▼
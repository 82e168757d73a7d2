use core::fmt::Debug;

use num_traits::{NumCast, ToPrimitive};

use crate::{ElemType, FloatKind, IntKind, UIntKind, bf16, f16};

/// A Rust type that can be the payload of a type axis.
pub trait Scalar: Copy + Debug + Default + PartialEq + PartialOrd + Send + Sync + 'static {
    /// The kind tag this type is registered under.
    const ELEM: ElemType;
    /// Display name used in diagnostics.
    const NAME: &'static str = Self::ELEM.name();

    /// Convert from a `f64`, falling back to the default value when the value can't be
    /// represented.
    fn from_f64(value: f64) -> Self;

    /// Widen to a `f64`.
    fn to_f64(self) -> f64;
}

/// Generic body that runs once per [ElemType], with `T` bound to the matching Rust type.
pub trait ElemVisitor {
    /// Value produced by the instantiation.
    type Output;

    /// Run the body for the scalar type `T`.
    fn visit<T: Scalar>(self) -> Self::Output;
}

macro_rules! impl_numeric {
    ($ty:ty, $elem:expr) => {
        impl Scalar for $ty {
            const ELEM: ElemType = $elem;

            fn from_f64(value: f64) -> Self {
                <$ty as NumCast>::from(value).unwrap_or_default()
            }

            fn to_f64(self) -> f64 {
                ToPrimitive::to_f64(&self).unwrap_or(f64::NAN)
            }
        }
    };
}

impl_numeric!(i8, ElemType::Int(IntKind::I8));
impl_numeric!(i16, ElemType::Int(IntKind::I16));
impl_numeric!(i32, ElemType::Int(IntKind::I32));
impl_numeric!(i64, ElemType::Int(IntKind::I64));
impl_numeric!(u8, ElemType::UInt(UIntKind::U8));
impl_numeric!(u16, ElemType::UInt(UIntKind::U16));
impl_numeric!(u32, ElemType::UInt(UIntKind::U32));
impl_numeric!(u64, ElemType::UInt(UIntKind::U64));
impl_numeric!(f16, ElemType::Float(FloatKind::F16));
impl_numeric!(bf16, ElemType::Float(FloatKind::BF16));
impl_numeric!(f32, ElemType::Float(FloatKind::F32));
impl_numeric!(f64, ElemType::Float(FloatKind::F64));

impl Scalar for bool {
    const ELEM: ElemType = ElemType::Bool;

    fn from_f64(value: f64) -> Self {
        value != 0.0
    }

    fn to_f64(self) -> f64 {
        self as u8 as f64
    }
}

#[cfg(test)]
mod tests {
    use super::*;
    use rstest::rstest;

    #[rstest]
    #[case(ElemType::Int(IntKind::I8), 300.0, 0.0)]
    #[case(ElemType::Int(IntKind::I8), -12.0, -12.0)]
    #[case(ElemType::UInt(UIntKind::U16), -1.0, 0.0)]
    #[case(ElemType::Float(FloatKind::F16), 0.5, 0.5)]
    #[case(ElemType::Float(FloatKind::BF16), 2.0, 2.0)]
    #[case(ElemType::Bool, 3.0, 1.0)]
    fn from_f64_saturates_to_default(
        #[case] elem: ElemType,
        #[case] input: f64,
        #[case] expected: f64,
    ) {
        struct Convert(f64);

        impl ElemVisitor for Convert {
            type Output = f64;

            fn visit<T: Scalar>(self) -> f64 {
                T::from_f64(self.0).to_f64()
            }
        }

        assert_eq!(elem.visit(Convert(input)), expected);
    }

    #[test]
    fn names_follow_the_elem_tag() {
        assert_eq!(<f32 as Scalar>::NAME, "f32");
        assert_eq!(<bf16 as Scalar>::NAME, "bf16");
        assert_eq!(<bool as Scalar>::NAME, "bool");
    }
}
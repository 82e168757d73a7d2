/// Generate one `#[test]` per type, calling the generic function `$test::<T>()`.
///
/// The types must be in scope as plain identifiers (`use cts_harness::ir::f16;`), and every
/// generated test is named `<test>_<type>`.
///
/// ```ignore
/// fn sum_is_commutative<T: Scalar>() { /* ... */ }
///
/// cts_harness::testgen_for_all_types!(sum_is_commutative, [i32, f32, f16]);
/// ```
#[macro_export]
macro_rules! testgen_for_all_types {
    ($test:ident, [$($ty:ident),* $(,)?]) => {
        $(
            $crate::paste::paste! {
                #[test]
                fn [<$test _ $ty>]() {
                    $test::<$ty>();
                }
            }
        )*
    };
}

/// Generate one `#[test]` per pair of types, calling `$test::<L, R>()`.
///
/// Tests are named `<test>_<lhs>_<rhs>`.
#[macro_export]
macro_rules! testgen_for_all_combinations {
    ($test:ident, [$($lhs:ident),* $(,)?], $rhs:tt) => {
        $(
            $crate::__testgen_pair!($test, $lhs, $rhs);
        )*
    };
}

#[doc(hidden)]
#[macro_export]
macro_rules! __testgen_pair {
    ($test:ident, $lhs:ident, [$($rhs:ident),* $(,)?]) => {
        $(
            $crate::paste::paste! {
                #[test]
                fn [<$test _ $lhs _ $rhs>]() {
                    $test::<$lhs, $rhs>();
                }
            }
        )*
    };
}
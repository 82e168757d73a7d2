use super::{
    conformance::{ConformanceConfig, ConformanceMode},
    dispatch::{DispatchConfig, DispatchLogLevel, FailurePolicy},
};
use std::sync::Arc;

/// Static mutex holding the global configuration, initialized as `None`.
static CTS_GLOBAL_CONFIG: spin::Mutex<Option<Arc<HarnessConfig>>> = spin::Mutex::new(None);

/// Represents the global configuration of the harness.
#[derive(Default, Clone, Debug, serde::Serialize, serde::Deserialize)]
pub struct HarnessConfig {
    /// Breadth of the standard axis lists.
    #[serde(default)]
    pub conformance: ConformanceConfig,

    /// Failure policy and logging of sweeps.
    #[serde(default)]
    pub dispatch: DispatchConfig,
}

impl HarnessConfig {
    /// Retrieves the current global configuration, loading it from the current directory if not set.
    ///
    /// If no configuration is set, it attempts to load one from `cts.toml` or `CTS.toml` in the
    /// current directory or its parents (with the `config-file` feature), then applies the
    /// environment overrides. If no file is found, a default configuration is used.
    ///
    /// # Notes
    ///
    /// Calling this function takes a global lock; read it once when a sweep or sink is set up
    /// rather than once per combination.
    pub fn get() -> Arc<Self> {
        let mut state = CTS_GLOBAL_CONFIG.lock();

        if let Some(config) = state.as_ref() {
            return config.clone();
        }

        #[cfg(feature = "config-file")]
        let config = Self::from_current_dir().override_from_env();
        #[cfg(not(feature = "config-file"))]
        let config = Self::default().override_from_env();

        let config = Arc::new(config);
        *state = Some(config.clone());
        config
    }

    /// Sets the global configuration to the provided value.
    ///
    /// # Panics
    /// Panics if the configuration has already been set or read, as it cannot be overridden.
    ///
    /// # Warning
    /// This method must be called at the start of the program, before any calls to `get`. Attempting
    /// to set the configuration after it has been initialized will cause a panic.
    pub fn set(config: Self) {
        let mut state = CTS_GLOBAL_CONFIG.lock();
        if state.is_some() {
            panic!("Cannot set the global configuration multiple times.");
        }
        *state = Some(Arc::new(config));
    }

    /// Overrides configuration fields based on environment variables.
    pub fn override_from_env(self) -> Self {
        self.override_from_vars(|key| std::env::var(key).ok())
    }

    /// Overrides configuration fields from the variables returned by `var`.
    ///
    /// - `CTS_CONFORMANCE`: `full` or `lightweight`.
    /// - `CTS_FAILURE_POLICY`: `continue` or `abort`.
    /// - `CTS_DEBUG_LOG`: `stdout`, `stderr`, `1`/`true` (log to `/tmp/cts.log`), `0`/`false`
    ///   (disable), or a file path. Any value but `0`/`false` turns on full dispatch logging.
    pub fn override_from_vars<F: Fn(&str) -> Option<String>>(mut self, var: F) -> Self {
        if let Some(val) = var("CTS_CONFORMANCE") {
            match ConformanceMode::from_name(&val) {
                Some(mode) => self.conformance.mode = mode,
                None => log::warn!("Ignoring unknown CTS_CONFORMANCE value '{val}'"),
            }
        }

        if let Some(val) = var("CTS_FAILURE_POLICY") {
            match val.as_str() {
                "continue" => self.dispatch.policy = FailurePolicy::Continue,
                "abort" => self.dispatch.policy = FailurePolicy::Abort,
                _ => log::warn!("Ignoring unknown CTS_FAILURE_POLICY value '{val}'"),
            }
        }

        if let Some(val) = var("CTS_DEBUG_LOG") {
            let logger = &mut self.dispatch.logger;
            logger.level = DispatchLogLevel::Full;

            match val.as_str() {
                "stdout" => logger.stdout = true,
                "stderr" => logger.stderr = true,
                "1" | "true" => logger.file = Some("/tmp/cts.log".into()),
                "0" | "false" => logger.level = DispatchLogLevel::Disabled,
                file_path => logger.file = Some(file_path.into()),
            }
        }

        self
    }

    // Loads configuration from `cts.toml` or `CTS.toml` in the current directory or its parents.
    //
    // Traverses up the directory tree until a valid configuration file is found or the root is reached.
    // Returns a default configuration if no file is found.
    #[cfg(feature = "config-file")]
    fn from_current_dir() -> Self {
        let Ok(mut dir) = std::env::current_dir() else {
            return Self::default();
        };

        loop {
            if let Ok(content) = Self::from_file_path(dir.join("cts.toml")) {
                return content;
            }

            if let Ok(content) = Self::from_file_path(dir.join("CTS.toml")) {
                return content;
            }

            if !dir.pop() {
                break;
            }
        }

        Self::default()
    }

    /// Loads configuration from a specified file path.
    ///
    /// # Panics
    /// Panics if the file exists but isn't a valid configuration.
    #[cfg(feature = "config-file")]
    pub fn from_file_path<P: AsRef<std::path::Path>>(path: P) -> std::io::Result<Self> {
        let content = std::fs::read_to_string(path)?;
        let config: Self = match toml::from_str(&content) {
            Ok(val) => val,
            Err(err) => panic!("The file provided doesn't have the right format => {err:?}"),
        };

        Ok(config)
    }
}
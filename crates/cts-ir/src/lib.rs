#![warn(missing_docs)]

//! Payload descriptors shared by the conformance harness.
//!
//! An [ElemType] is a runtime tag for one of the scalar kinds an accelerator exposes, and
//! [Scalar] binds every tag to a concrete Rust type so that a tag can be turned back into a
//! generic instantiation with [ElemType::visit].

mod elem;
mod literal;
mod pack;
mod scalar;

pub use elem::*;
pub use literal::*;
pub use pack::*;
pub use scalar::*;

pub use half::{bf16, f16};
▲
*BRIEF*
A single number is the whole answer here: the number of lines in the data that include "stderr".

*TASK RESPONSE*
2